> RECORDS FOR THIS EXERCISE
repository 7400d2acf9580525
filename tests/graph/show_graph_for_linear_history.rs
use crate::common::command::{run_histview, stdout_json, workdir, write_input};
use crate::common::fixture::linear_history;
use assert_fs::TempDir;
use predicates::prelude::predicate;
use rstest::rstest;

#[rstest]
fn show_linear_history_on_a_single_lane(
    workdir: TempDir,
    linear_history: String,
) -> Result<(), Box<dyn std::error::Error>> {
    let history = write_input(&workdir, "history.txt", &linear_history);

    run_histview(&["graph", history.to_str().unwrap()])
        .assert()
        .success()
        .stdout(predicate::str::contains("* c3 Third commit"))
        .stdout(predicate::str::contains("* c2 Second commit"))
        .stdout(predicate::str::contains("* c1 Initial commit"));

    let rows = stdout_json(&mut run_histview(&[
        "graph",
        "--format",
        "json",
        history.to_str().unwrap(),
    ]))?;
    let rows = rows.as_array().unwrap();

    assert_eq!(rows.len(), 3);
    assert!(rows.iter().all(|row| row["lane"] == 0 && row["max_lane_so_far"] == 0));

    Ok(())
}

#[rstest]
fn read_history_from_stdin(linear_history: String) {
    run_histview(&["graph", "--abbrev-commit"])
        .write_stdin(linear_history)
        .assert()
        .success()
        .stdout(predicate::str::contains("* c3 Third commit"));
}

#[rstest]
fn show_empty_history() {
    run_histview(&["graph"])
        .write_stdin("")
        .assert()
        .success()
        .stdout(predicate::str::is_empty());
}
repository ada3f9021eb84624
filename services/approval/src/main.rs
use sea_orm::Database;
use tracing::info;

use fanpage_auth_types::identity::SessionSecret;
use fanpage_core::config::Config;
use fanpage_core::tracing::init_tracing;

use fanpage_approval::config::ApprovalConfig;
use fanpage_approval::infra::mail::HttpMailer;
use fanpage_approval::router::build_router;
use fanpage_approval::state::AppState;

#[tokio::main]
async fn main() -> anyhow::Result<()> {
    init_tracing();

    let config = ApprovalConfig::from_env()?;

    let db = Database::connect(&config.database_url).await?;

    let mailer = HttpMailer::new(config.mail_api_url, config.mail_api_key, config.mail_from)?;

    let state = AppState {
        db,
        session_secret: SessionSecret::new(config.session_jwt_secret),
        mailer,
        code_ttl_minutes: config.code_ttl_minutes,
        site_name: config.site_name,
    };

    let router = build_router(state);
    let addr = format!("0.0.0.0:{}", config.approval_port);
    let listener = tokio::net::TcpListener::bind(&addr).await?;

    info!("approval service listening on {addr}");
    axum::serve(listener, router).await?;
    Ok(())
}
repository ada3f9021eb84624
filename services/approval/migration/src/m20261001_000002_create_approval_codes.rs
use sea_orm_migration::prelude::*;

#[derive(DeriveMigrationName)]
pub struct Migration;

#[async_trait::async_trait]
impl MigrationTrait for Migration {
    async fn up(&self, manager: &SchemaManager) -> Result<(), DbErr> {
        manager
            .create_table(
                Table::create()
                    .table(ApprovalCodes::Table)
                    .if_not_exists()
                    .col(
                        ColumnDef::new(ApprovalCodes::Id)
                            .uuid()
                            .not_null()
                            .primary_key(),
                    )
                    .col(ColumnDef::new(ApprovalCodes::SubjectId).uuid().not_null())
                    .col(ColumnDef::new(ApprovalCodes::Code).string().not_null())
                    .col(ColumnDef::new(ApprovalCodes::IssuedBy).uuid().not_null())
                    .col(
                        ColumnDef::new(ApprovalCodes::CreatedAt)
                            .timestamp_with_time_zone()
                            .not_null(),
                    )
                    .col(
                        ColumnDef::new(ApprovalCodes::ExpiresAt)
                            .timestamp_with_time_zone()
                            .not_null(),
                    )
                    .col(ColumnDef::new(ApprovalCodes::UsedAt).timestamp_with_time_zone())
                    .col(ColumnDef::new(ApprovalCodes::SentToEmail).string())
                    .col(ColumnDef::new(ApprovalCodes::SentAt).timestamp_with_time_zone())
                    .foreign_key(
                        ForeignKey::create()
                            .from(ApprovalCodes::Table, ApprovalCodes::SubjectId)
                            .to(Profiles::Table, Profiles::Id)
                            .on_delete(ForeignKeyAction::Cascade),
                    )
                    .to_owned(),
            )
            .await?;

        manager
            .create_index(
                Index::create()
                    .table(ApprovalCodes::Table)
                    .col(ApprovalCodes::SubjectId)
                    .name("idx_approval_codes_subject_id")
                    .to_owned(),
            )
            .await?;

        // Not unique: codes only need to be unique among active rows, and
        // redemption filters on used_at/expires_at.
        manager
            .create_index(
                Index::create()
                    .table(ApprovalCodes::Table)
                    .col(ApprovalCodes::Code)
                    .name("idx_approval_codes_code")
                    .to_owned(),
            )
            .await
    }

    async fn down(&self, manager: &SchemaManager) -> Result<(), DbErr> {
        manager
            .drop_table(Table::drop().table(ApprovalCodes::Table).to_owned())
            .await
    }
}

#[derive(Iden)]
enum ApprovalCodes {
    Table,
    Id,
    SubjectId,
    Code,
    IssuedBy,
    CreatedAt,
    ExpiresAt,
    UsedAt,
    SentToEmail,
    SentAt,
}

#[derive(Iden)]
enum Profiles {
    Table,
    Id,
}
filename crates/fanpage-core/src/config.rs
/// Trait for loading service configuration from environment variables.
///
/// Implementors derive `serde::Deserialize` (with `#[serde(default = ...)]` for
/// optional settings) and call `Config::from_env()` at startup. Field names map
/// to upper-cased env vars: `code_ttl_minutes` reads `CODE_TTL_MINUTES`.
pub trait Config: Sized + serde::de::DeserializeOwned {
    fn from_env() -> Result<Self, envy::Error> {
        envy::from_env()
    }

    /// Load from an explicit set of variables instead of the process env.
    fn from_vars<I>(vars: I) -> Result<Self, envy::Error>
    where
        I: IntoIterator<Item = (String, String)>,
    {
        envy::from_iter(vars)
    }
}
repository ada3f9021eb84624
use axum::http::{HeaderName, HeaderValue, StatusCode, header::AUTHORIZATION};
use axum_test::TestServer;
use sea_orm::DatabaseConnection;
use serde_json::{Value, json};
use uuid::Uuid;

use fanpage_approval::domain::types::Profile;
use fanpage_approval::infra::mail::HttpMailer;
use fanpage_approval::router::build_router;
use fanpage_approval::state::AppState;
use fanpage_auth_types::identity::SessionSecret;
use fanpage_testing::auth::{MockSession, TEST_SESSION_SECRET};

use crate::helpers::{
    TEST_SITE_NAME, TEST_TTL_MINUTES, seed_profile, sqlite_db, test_admin, test_banned,
    test_profile,
};

fn state(db: DatabaseConnection) -> AppState {
    AppState {
        db,
        session_secret: SessionSecret::new(TEST_SESSION_SECRET),
        mailer: HttpMailer::new(
            "http://127.0.0.1:9/emails".to_owned(),
            "unused".to_owned(),
            "noreply@fanpage.test".to_owned(),
        )
        .unwrap(),
        code_ttl_minutes: TEST_TTL_MINUTES,
        site_name: TEST_SITE_NAME.to_owned(),
    }
}

/// Router over a disconnected database: anything that reaches the store fails.
fn server() -> TestServer {
    TestServer::new(build_router(state(DatabaseConnection::Disconnected))).unwrap()
}

/// Router over an in-memory database seeded with `profiles`.
async fn seeded_server(profiles: &[Profile]) -> TestServer {
    let db = sqlite_db().await;
    for profile in profiles {
        seed_profile(&db, profile).await;
    }
    TestServer::new(build_router(state(db))).unwrap()
}

fn bearer(user_id: Uuid) -> HeaderValue {
    MockSession::new(user_id).bearer(TEST_SESSION_SECRET)
}

fn caller() -> MockSession {
    MockSession::new(Uuid::from_u128(1))
}

#[tokio::test]
async fn healthz_returns_200() {
    let response = server().get("/healthz").await;
    assert_eq!(response.status_code(), StatusCode::OK);
}

#[tokio::test]
async fn readyz_reports_unavailable_database() {
    let response = server().get("/readyz").await;
    assert_eq!(response.status_code(), StatusCode::SERVICE_UNAVAILABLE);
}

#[tokio::test]
async fn should_reject_redeem_without_session() {
    let response = server()
        .post("/approval/redeem")
        .json(&json!({ "code": "ABCD2345XY" }))
        .await;
    assert_eq!(response.status_code(), StatusCode::UNAUTHORIZED);
}

#[tokio::test]
async fn should_reject_expired_session() {
    let session = MockSession::expired(Uuid::from_u128(1));
    let response = server()
        .post("/approval/redeem")
        .add_header(AUTHORIZATION, session.bearer(TEST_SESSION_SECRET))
        .json(&json!({ "code": "ABCD2345XY" }))
        .await;
    assert_eq!(response.status_code(), StatusCode::UNAUTHORIZED);
}

#[tokio::test]
async fn should_reject_session_signed_with_other_secret() {
    let response = server()
        .get("/approval/status")
        .add_header(AUTHORIZATION, caller().bearer("not-the-session-secret"))
        .await;
    assert_eq!(response.status_code(), StatusCode::UNAUTHORIZED);
}

#[tokio::test]
async fn should_reject_malformed_code_before_store() {
    let response = server()
        .post("/approval/redeem")
        .add_header(AUTHORIZATION, caller().bearer(TEST_SESSION_SECRET))
        .json(&json!({ "code": "not a code" }))
        .await;

    assert_eq!(response.status_code(), StatusCode::BAD_REQUEST);
    let body: Value = response.json();
    assert_eq!(body["kind"], "INVALID_CODE");
    assert_eq!(body["error"], "invalid code");
}

#[tokio::test]
async fn should_hide_store_failure_details() {
    let response = server()
        .post("/approval/redeem")
        .add_header(AUTHORIZATION, caller().bearer(TEST_SESSION_SECRET))
        .json(&json!({ "code": "abcd2345xy" }))
        .await;

    assert_eq!(response.status_code(), StatusCode::INTERNAL_SERVER_ERROR);
    let body: Value = response.json();
    assert_eq!(body["kind"], "STORE_ERROR");
    assert_eq!(body["error"], "internal error");
}

#[tokio::test]
async fn should_attach_request_id() {
    let response = server().get("/healthz").await;
    assert!(response.headers().contains_key("x-request-id"));
}

#[tokio::test]
async fn should_propagate_caller_request_id() {
    let response = server()
        .get("/healthz")
        .add_header(
            HeaderName::from_static("x-request-id"),
            HeaderValue::from_static("req-123"),
        )
        .await;
    assert_eq!(
        response.headers().get("x-request-id").unwrap(),
        "req-123"
    );
}

// ── Request shape ────────────────────────────────────────────────────────────

#[tokio::test]
async fn should_render_body_rejection_as_error_json() {
    let response = server()
        .post("/approval/redeem")
        .add_header(AUTHORIZATION, caller().bearer(TEST_SESSION_SECRET))
        .json(&json!({ "token": "ABCD2345XY" }))
        .await;

    assert_eq!(response.status_code(), StatusCode::UNPROCESSABLE_ENTITY);
    let body: Value = response.json();
    assert_eq!(body["kind"], "INVALID_REQUEST");
    assert!(body["error"].as_str().unwrap().contains("code"));
}

#[tokio::test]
async fn should_render_missing_content_type_as_error_json() {
    let response = server()
        .post("/approval/redeem")
        .add_header(AUTHORIZATION, caller().bearer(TEST_SESSION_SECRET))
        .text("{\"code\":\"ABCD2345XY\"}")
        .await;

    assert_eq!(response.status_code(), StatusCode::UNSUPPORTED_MEDIA_TYPE);
    let body: Value = response.json();
    assert_eq!(body["kind"], "INVALID_REQUEST");
}

#[tokio::test]
async fn should_render_bad_query_as_error_json() {
    let response = server()
        .get("/approval/codes")
        .add_query_param("subjectId", "not-a-uuid")
        .add_header(AUTHORIZATION, caller().bearer(TEST_SESSION_SECRET))
        .await;

    assert_eq!(response.status_code(), StatusCode::BAD_REQUEST);
    let body: Value = response.json();
    assert_eq!(body["kind"], "INVALID_REQUEST");
}

#[tokio::test]
async fn should_render_bad_path_as_error_json() {
    let response = server()
        .put("/profiles/not-a-uuid/ban")
        .add_header(AUTHORIZATION, caller().bearer(TEST_SESSION_SECRET))
        .json(&json!({ "banned": true }))
        .await;

    assert_eq!(response.status_code(), StatusCode::BAD_REQUEST);
    let body: Value = response.json();
    assert_eq!(body["kind"], "INVALID_REQUEST");
}

// ── Against a real store ─────────────────────────────────────────────────────

#[tokio::test]
async fn should_refuse_issue_from_non_admin() {
    let fan = test_profile(1);
    let server = seeded_server(&[test_admin(), fan.clone()]).await;

    let response = server
        .post("/approval/issue")
        .add_header(AUTHORIZATION, bearer(fan.id))
        .json(&json!({ "subjectId": fan.id, "ttlMinutes": 60 }))
        .await;

    assert_eq!(response.status_code(), StatusCode::UNAUTHORIZED);
    let body: Value = response.json();
    assert_eq!(body["kind"], "UNAUTHORIZED");

    let codes = server
        .get("/approval/codes")
        .add_query_param("subjectId", fan.id)
        .add_header(AUTHORIZATION, bearer(test_admin().id))
        .await;
    assert_eq!(codes.status_code(), StatusCode::OK);
    assert_eq!(codes.json::<Value>(), json!([]));
}

#[tokio::test]
async fn should_issue_then_redeem_over_http() {
    let fan = test_profile(1);
    let server = seeded_server(&[test_admin(), fan.clone()]).await;

    let issued = server
        .post("/approval/issue")
        .add_header(AUTHORIZATION, bearer(test_admin().id))
        .json(&json!({ "subjectId": fan.id, "ttlMinutes": 60 }))
        .await;
    assert_eq!(issued.status_code(), StatusCode::CREATED);
    let code = issued.json::<Value>()["code"].as_str().unwrap().to_owned();

    let redeemed = server
        .post("/approval/redeem")
        .add_header(AUTHORIZATION, bearer(fan.id))
        .json(&json!({ "code": code.to_lowercase() }))
        .await;
    assert_eq!(redeemed.status_code(), StatusCode::OK);
    assert_eq!(redeemed.json::<Value>(), json!({ "ok": true }));

    let status = server
        .get("/approval/status")
        .add_header(AUTHORIZATION, bearer(fan.id))
        .await;
    let body: Value = status.json();
    assert_eq!(body["state"], "approved");
    assert_eq!(body["approved"], true);

    let reused = server
        .post("/approval/redeem")
        .add_header(AUTHORIZATION, bearer(fan.id))
        .json(&json!({ "code": code }))
        .await;
    assert_eq!(reused.status_code(), StatusCode::BAD_REQUEST);
    assert_eq!(reused.json::<Value>()["kind"], "INVALID_CODE");
}

#[tokio::test]
async fn should_refuse_redeem_for_banned_caller() {
    let banned = test_banned(3);
    let server = seeded_server(&[test_admin(), banned.clone()]).await;

    let response = server
        .post("/approval/redeem")
        .add_header(AUTHORIZATION, bearer(banned.id))
        .json(&json!({ "code": "ABCD2345XY" }))
        .await;

    assert_eq!(response.status_code(), StatusCode::FORBIDDEN);
    assert_eq!(response.json::<Value>()["kind"], "BANNED");
}
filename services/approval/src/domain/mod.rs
pub mod repository;
pub mod types;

> EXERCISE DIRECTIONS
Answer with one number only, the count of lines in the listing that hold the word "SentAt".

> OUTPUT OF THE EXERCISE
2